Feed

WD repeat and HMG-box DNA-binding protein 1 (WDHD1) has been identified as a crucial oncogene in various tumors, but its role in pancreatic cancer remains unexplored. This study investigated the mechanisms by which WDHD1 contributes to pancreatic cancer progression. Differential analysis of the Cancer Genome Atlas (TCGA) pancreatic cancer samples identified abnormally expressed genes. Cellular assays, including cell proliferation, flow cytometry, and apoptosis assays, demonstrated WDHD1's oncogenic role. WDHD1 expression was significantly elevated in pancreatic cancer cells and tissues compared to normal counterparts.

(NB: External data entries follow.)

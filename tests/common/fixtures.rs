//! Test fixtures: small encoded images built in memory.

use std::io::Cursor;

/// Encode an 8-bit PNG with the given color type and raw rows
pub fn png_bytes(
    width: u32,
    height: u32,
    color: png::ColorType,
    data: &[u8],
    palette: Option<(&[u8], Option<&[u8]>)>,
) -> Vec<u8> {
    let mut buf = Cursor::new(Vec::new());
    {
        let mut encoder = png::Encoder::new(&mut buf, width, height);
        encoder.set_color(color);
        encoder.set_depth(png::BitDepth::Eight);
        if let Some((plte, trns)) = palette {
            encoder.set_palette(plte.to_vec());
            if let Some(trns) = trns {
                encoder.set_trns(trns.to_vec());
            }
        }
        let mut writer = encoder.write_header().unwrap();
        writer.write_image_data(data).unwrap();
        writer.finish().unwrap();
    }
    buf.into_inner()
}

/// Fully transparent RGBA PNG (color channels black)
pub fn transparent_rgba_png(width: u32, height: u32) -> Vec<u8> {
    let data = vec![0u8; (width * height * 4) as usize];
    png_bytes(width, height, png::ColorType::Rgba, &data, None)
}

/// RGBA PNG whose left half is opaque red and right half fully transparent
pub fn half_transparent_png(width: u32, height: u32) -> Vec<u8> {
    let mut data = Vec::with_capacity((width * height * 4) as usize);
    for _ in 0..height {
        for x in 0..width {
            if x < width / 2 {
                data.extend_from_slice(&[255, 0, 0, 255]);
            } else {
                data.extend_from_slice(&[0, 0, 0, 0]);
            }
        }
    }
    png_bytes(width, height, png::ColorType::Rgba, &data, None)
}

/// Opaque RGB gradient PNG
pub fn rgb_png(width: u32, height: u32) -> Vec<u8> {
    png_bytes(width, height, png::ColorType::Rgb, &gradient(width, height), None)
}

/// 8-bit grayscale PNG
pub fn gray_png(width: u32, height: u32) -> Vec<u8> {
    let data: Vec<u8> = (0..width * height).map(|i| (i * 7 % 256) as u8).collect();
    png_bytes(width, height, png::ColorType::Grayscale, &data, None)
}

/// Gray + alpha PNG, every pixel mid gray at half opacity
pub fn gray_alpha_png(width: u32, height: u32) -> Vec<u8> {
    let data: Vec<u8> = (0..width * height).flat_map(|_| [100, 128]).collect();
    png_bytes(width, height, png::ColorType::GrayscaleAlpha, &data, None)
}

/// Four-color palette PNG; with `transparent_first`, entry 0 has alpha 0
pub fn indexed_png(width: u32, height: u32, transparent_first: bool) -> Vec<u8> {
    let plte = [0, 0, 0, 255, 0, 0, 0, 255, 0, 0, 0, 255];
    let trns = [0u8];
    let indices: Vec<u8> = (0..width * height).map(|i| (i % 4) as u8).collect();
    png_bytes(
        width,
        height,
        png::ColorType::Indexed,
        &indices,
        Some((&plte[..], transparent_first.then_some(&trns[..]))),
    )
}

/// Baseline RGB JPEG of a gradient
pub fn rgb_jpeg(width: u16, height: u16) -> Vec<u8> {
    let mut out = Vec::new();
    let encoder = jpeg_encoder::Encoder::new(&mut out, 90);
    encoder
        .encode(
            &gradient(width as u32, height as u32),
            width,
            height,
            jpeg_encoder::ColorType::Rgb,
        )
        .unwrap();
    out
}

/// Grayscale JPEG
pub fn gray_jpeg(width: u16, height: u16) -> Vec<u8> {
    let data: Vec<u8> = (0..width as u32 * height as u32).map(|i| (i % 256) as u8).collect();
    let mut out = Vec::new();
    let encoder = jpeg_encoder::Encoder::new(&mut out, 90);
    encoder
        .encode(&data, width, height, jpeg_encoder::ColorType::Luma)
        .unwrap();
    out
}

fn gradient(width: u32, height: u32) -> Vec<u8> {
    let mut data = Vec::with_capacity((width * height * 3) as usize);
    for y in 0..height {
        for x in 0..width {
            data.extend_from_slice(&[
                (x * 255 / width.max(1)) as u8,
                (y * 255 / height.max(1)) as u8,
                128,
            ]);
        }
    }
    data
}
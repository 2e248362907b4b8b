pub mod converted_file;
pub mod converter;

pub use converted_file::ConvertedFile;
pub use converter::{download_name, ConversionRequest, ConversionService, ConvertedImage};
//! HTTP server setup and configuration.
//!
//! This module provides the router and application state used by both
//! the production server and integration tests.

use axum::{
    body::Bytes,
    extract::{rejection::BytesRejection, DefaultBodyLimit, Query, State},
    http::{header::CACHE_CONTROL, HeaderValue},
    response::Response,
    routing::{get, post},
    Json, Router,
};
use std::sync::Arc;
use tower_http::{set_header::SetResponseHeaderLayer, trace::TraceLayer};

use crate::api;
use crate::error::ApiError;
use crate::models::{AppConfig, ImageInfo};
use crate::services::ConversionService;

/// Application state shared across all handlers.
#[derive(Clone)]
pub struct AppState {
    pub converter: Arc<ConversionService>,
    pub config: Arc<AppConfig>,
}

/// Create application state from configuration.
pub fn create_app_state(config: AppConfig) -> anyhow::Result<AppState> {
    if config.max_upload_bytes == 0 {
        anyhow::bail!("max_upload_bytes must be greater than zero");
    }
    let converter = Arc::new(ConversionService::from_config(&config));

    Ok(AppState {
        converter,
        config: Arc::new(config),
    })
}

/// Build the API router with all endpoints and middleware.
///
/// This is the core router used by both production and tests.
/// Responses carry `Cache-Control: no-store` since every conversion result
/// is specific to the uploaded body.
pub fn build_router(state: AppState) -> Router {
    let upload_limit = state.config.max_upload_bytes;

    Router::new()
        .route("/", get(api::handle_index))
        .route("/api/convert", post(handle_convert))
        .route("/api/inspect", post(handle_inspect))
        .route("/api/formats", get(api::handle_formats))
        // Health check
        .route("/health", get(|| async { "OK" }))
        .with_state(state)
        .layer(DefaultBodyLimit::max(upload_limit))
        .layer(TraceLayer::new_for_http())
        .layer(SetResponseHeaderLayer::overriding(
            CACHE_CONTROL,
            HeaderValue::from_static("no-store"),
        ))
}

// Wrapper handlers to extract state components for the underlying API handlers

async fn handle_convert(
    State(state): State<AppState>,
    query: Query<api::ConvertQuery>,
    body: Result<Bytes, BytesRejection>,
) -> Result<Response, ApiError> {
    api::handle_convert(State(state.converter), query, body).await
}

async fn handle_inspect(
    State(state): State<AppState>,
    body: Result<Bytes, BytesRejection>,
) -> Result<Json<ImageInfo>, ApiError> {
    api::handle_inspect(State(state.converter), body).await
}
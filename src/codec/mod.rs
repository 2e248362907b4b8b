//! Container codecs.
//!
//! PNG goes through the `png` crate directly so palettes survive decoding as
//! indices; JPEG is decoded with `image` and written with `jpeg-encoder` for
//! progressive output.

pub mod decode;
pub mod encode;
pub mod probe;
pub mod sniff;

pub use decode::decode;
pub use encode::{encode, EncodeOptions, JPEG_QUALITY, PNG_COMPRESSION_LEVEL};
pub use probe::{probe, HeaderInfo};
pub use sniff::{format_from_extension, sniff_container};
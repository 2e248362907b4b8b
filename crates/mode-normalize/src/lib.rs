//! mode-normalize: map decoded images onto the pixel mode a container
//! format can store.
//!
//! A decoded raster arrives in whatever layout its file used: grayscale,
//! grayscale with alpha, an indexed palette (optionally with per-entry
//! transparency), RGB or RGBA. Each target container accepts only some of
//! those layouts. [`normalize()`] performs the minimal conversion so that the
//! result can be handed straight to an encoder.
//!
//! # Quick Start
//!
//! ```
//! use mode_normalize::{normalize, Image, PixelMode, TargetFormat};
//!
//! // 1x1 half-transparent red
//! let image = Image::rgba(1, 1, vec![255, 0, 0, 128]).unwrap();
//! let target: TargetFormat = "jpg".parse().unwrap();
//!
//! let out = normalize(image, target);
//! assert_eq!(out.mode(), PixelMode::Rgb);
//! assert_eq!(out.pixels().as_bytes(), &[255, 127, 127]);
//! ```
//!
//! # Target Rules
//!
//! | Source mode | JPEG | PNG |
//! |-------------|------|-----|
//! | Gray | RGB (replicated) | unchanged |
//! | GrayAlpha | RGB, composited over white | RGBA |
//! | Indexed | RGB (palette lookup) | unchanged |
//! | Indexed + transparency | RGB, composited over white | RGBA |
//! | Rgb | unchanged | unchanged |
//! | Rgba | RGB, composited over white | unchanged |
//!
//! The compositing background is always opaque white.

pub mod composite;
pub mod image;
pub mod normalize;
pub mod target;


pub use image::{Image, ImageError, Palette, PixelData, PixelMode};
pub use normalize::{is_normalized, normalize, output_mode};
pub use target::{TargetFormat, UnsupportedFormatError};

Knockdown of WDHD1 inhibited cell proliferation, induced apoptosis, and caused G1-phase cell-cycle arrest. In vivo xenograft models further validated that WDHD1 knockdown suppressed the growth of pancreatic cancer cells. Mechanistically, WDHD1 knockdown resulted in significant reductions in CDK4 and cyclin D1 protein levels, whereas WDHD1 overexpression produced the opposite effects. Additionally, E2F1 overexpression increased the expression of WDHD1 at both mRNA and protein levels. Rescue experiments revealed that WDHD1 knockdown could reverse the E2F1-induced upregulation of CDK4 and cyclin D1 protein levels. In conclusion, E2F1 promotes pancreatic cancer cell proliferation and cell-cycle progression by upregulating WDHD1, which in turn enhances the expression of the CDK4-cyclin D1 complex.